In Nigeria it is clear that the government and security forces are not communicating effectively. Boko Haram, on the other hand, is releasing information on a piecemeal basis to selected media and is deliberately creating an aura of mystery around itself. “Boko Haram is fighting this media war and they are winning it,” says Ewi. “The media have not been able to get close enough to Boko Haram to provide a first-person reporting perspective. So whatever we know about the sect is what they want us to know about them.”
Nigeria has a plethora of media outlets, mostly based in Lagos, but many rely on foreign media and press releases from the government and the security forces for their information on Boko Haram. On-the-spot and investigative reporting on what is really happening is relatively rare, but does exist. The Lagos-based Daily Trust, for example, recently ventured into refugee camps in Borno state to report on the dire situation of people fleeing their villages due to the take-over of Boko Haram.
International correspondent Kwangu Liwewe, who was until recently the Lagos bureau chief for South African news channel eNCA, says it is extremely difficult for local media to report on Boko Haram because of the danger associated with such reporting. There are also many logistical obstacles in travelling to the remote region where Boko Haram has launched many of its attacks. “Getting to Maiduguri is extremely difficult because of the state of emergency. The airport was closed and one had to hire a helicopter to get to Chibok, at huge expense,” she said. In addition, Boko Haram is known to attack media houses. In 2012, the group bombed the offices of ThisDay, a national newspaper, in Abuja and Kaduna, killing seven people.

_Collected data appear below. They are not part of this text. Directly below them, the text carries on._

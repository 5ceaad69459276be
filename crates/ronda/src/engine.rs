//! Configured pipeline of rolling average and momentum scorer.

use ronda_momentum::MomentumScorer;
use ronda_traits::{Result, TimeSeriesTable};
use ronda_window::RollingAverage;

use crate::config::EngineConfig;

/// Tables produced by [`Engine::run`].
#[derive(Debug, Clone)]
pub struct EngineOutput {
    /// Assets next to their rolling means, or `None` when the history is
    /// shorter than the rolling lookback
    pub smoothed: Option<TimeSeriesTable>,

    /// Momentum score per asset on the rows where every asset has a score
    pub scores: TimeSeriesTable,
}

/// Rolling average and momentum scorer built from one [`EngineConfig`].
#[derive(Debug, Clone, Default)]
pub struct Engine {
    rolling: RollingAverage,
    momentum: MomentumScorer,
}

impl Engine {
    /// Build an engine, validating the configuration.
    pub fn new(config: &EngineConfig) -> Result<Self> {
        config.validate()?;
        Ok(Self {
            rolling: RollingAverage::new(config.rolling.clone()),
            momentum: MomentumScorer::new(config.momentum.clone())?,
        })
    }

    /// Get the rolling average.
    #[must_use]
    pub const fn rolling(&self) -> &RollingAverage {
        &self.rolling
    }

    /// Get the momentum scorer.
    #[must_use]
    pub const fn momentum(&self) -> &MomentumScorer {
        &self.momentum
    }

    /// Smooth every asset of `prices`.
    pub fn smooth(&self, prices: &TimeSeriesTable) -> Result<TimeSeriesTable> {
        self.rolling.compute(prices)
    }

    /// Score every asset of `prices`.
    pub fn score(&self, prices: &TimeSeriesTable) -> Result<TimeSeriesTable> {
        self.momentum.score(prices)
    }

    /// Smooth and score `prices`.
    ///
    /// Smoothing is skipped, not failed, when there are fewer rows than the
    /// rolling lookback. Scoring errors are returned as-is.
    #[tracing::instrument(
        level = "info",
        name = "engine_run",
        skip_all,
        fields(rows = prices.len(), assets = prices.width())
    )]
    pub fn run(&self, prices: &TimeSeriesTable) -> Result<EngineOutput> {
        let smoothed = if prices.len() >= self.rolling.lookback() {
            Some(self.smooth(prices)?)
        } else {
            tracing::warn!(
                rows = prices.len(),
                lookback = self.rolling.lookback(),
                "history shorter than the rolling lookback; smoothing skipped"
            );
            None
        };
        let scores = self.score(prices)?;
        tracing::info!(
            smoothed_rows = smoothed.as_ref().map_or(0, TimeSeriesTable::len),
            scored_rows = scores.len(),
            "engine run complete"
        );
        Ok(EngineOutput { smoothed, scores })
    }
}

The only way for local or international media to report on Boko Haram would be through being embedded with the military. This would pose another set of complex problems: something that the Nigerian military might not be willing to risk. When it comes to on-the-ground reporting, the international media, with greater financial resources, clearly have an advantage over local media. In May, for example, a New York Times correspondent managed to travel to Chibok and interviewed, for the first time, the girls who had escaped their captors.

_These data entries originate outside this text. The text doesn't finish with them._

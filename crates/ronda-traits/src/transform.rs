//! Transform trait for table-to-table computations.
//!
//! Rolling averages, lags, row filters and the momentum scorer all take a
//! [`TimeSeriesTable`] and produce a new one. The [`Transform`] trait is the
//! seam that lets callers chain and register them uniformly.

use crate::{Result, TimeSeriesTable};

/// A computation that maps a table to a new table.
///
/// Implementations must not mutate their input and must be deterministic.
/// They are `Send + Sync` so a configured transform can be shared across
/// threads.
///
/// # Example
///
/// ```
/// use ronda_traits::{Result, TimeSeriesTable, Transform};
///
/// struct Identity;
///
/// impl Transform for Identity {
///     fn name(&self) -> &str {
///         "identity"
///     }
///
///     fn lookback(&self) -> usize {
///         0
///     }
///
///     fn apply(&self, table: &TimeSeriesTable) -> Result<TimeSeriesTable> {
///         Ok(table.clone())
///     }
/// }
/// ```
pub trait Transform: Send + Sync {
    /// Returns the name of this transform, used in logs and the registry.
    fn name(&self) -> &str;

    /// Returns the number of leading rows consumed before the transform
    /// produces its first defined value.
    fn lookback(&self) -> usize;

    /// Applies the transform, returning a new table.
    ///
    /// # Errors
    ///
    /// Returns an error if the lookback does not fit the table, a referenced
    /// column is missing, or a value cannot be evaluated.
    fn apply(&self, table: &TimeSeriesTable) -> Result<TimeSeriesTable>;
}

For the international correspondents, this was worth the cost, since #BringBackOurGirls had created a worldwide outcry. If the girls are to be tracked down and returned to their families, it will be an even bigger story. For local media, it is quite a different challenge due to years of acrimony with the military.
In June, for example, the military seized hundreds of newspapers across the country, claiming that weapons were being transported in delivery vans. Press freedom organisation Reporters Without Borders suspected that the seizure of the newspapers was linked to a report about alleged army complicity in Boko Haram activities. “The army must accept criticism in the media without preventing their circulation,” says Reporters without Borders, which ranks Nigeria 112th out of 180 countries in its Press Freedom index.
Last week, the Nigerian military was also accused by Amnesty International of human rights abuses in its war against Boko Haram; information that it is certainly not happy about. The Nigerian government is clearly concerned about its image and the impression that it is losing the battle against Boko Haram. According to reports, it has apparently paid an American company US$1,2 million to assist with its public relations efforts and to ‘change the dominant narrative’ that the government isn’t doing enough against Boko Haram.
However, more often than not, the information blackout is construed as a cover for lack of action. And people are still asking: where are our girls?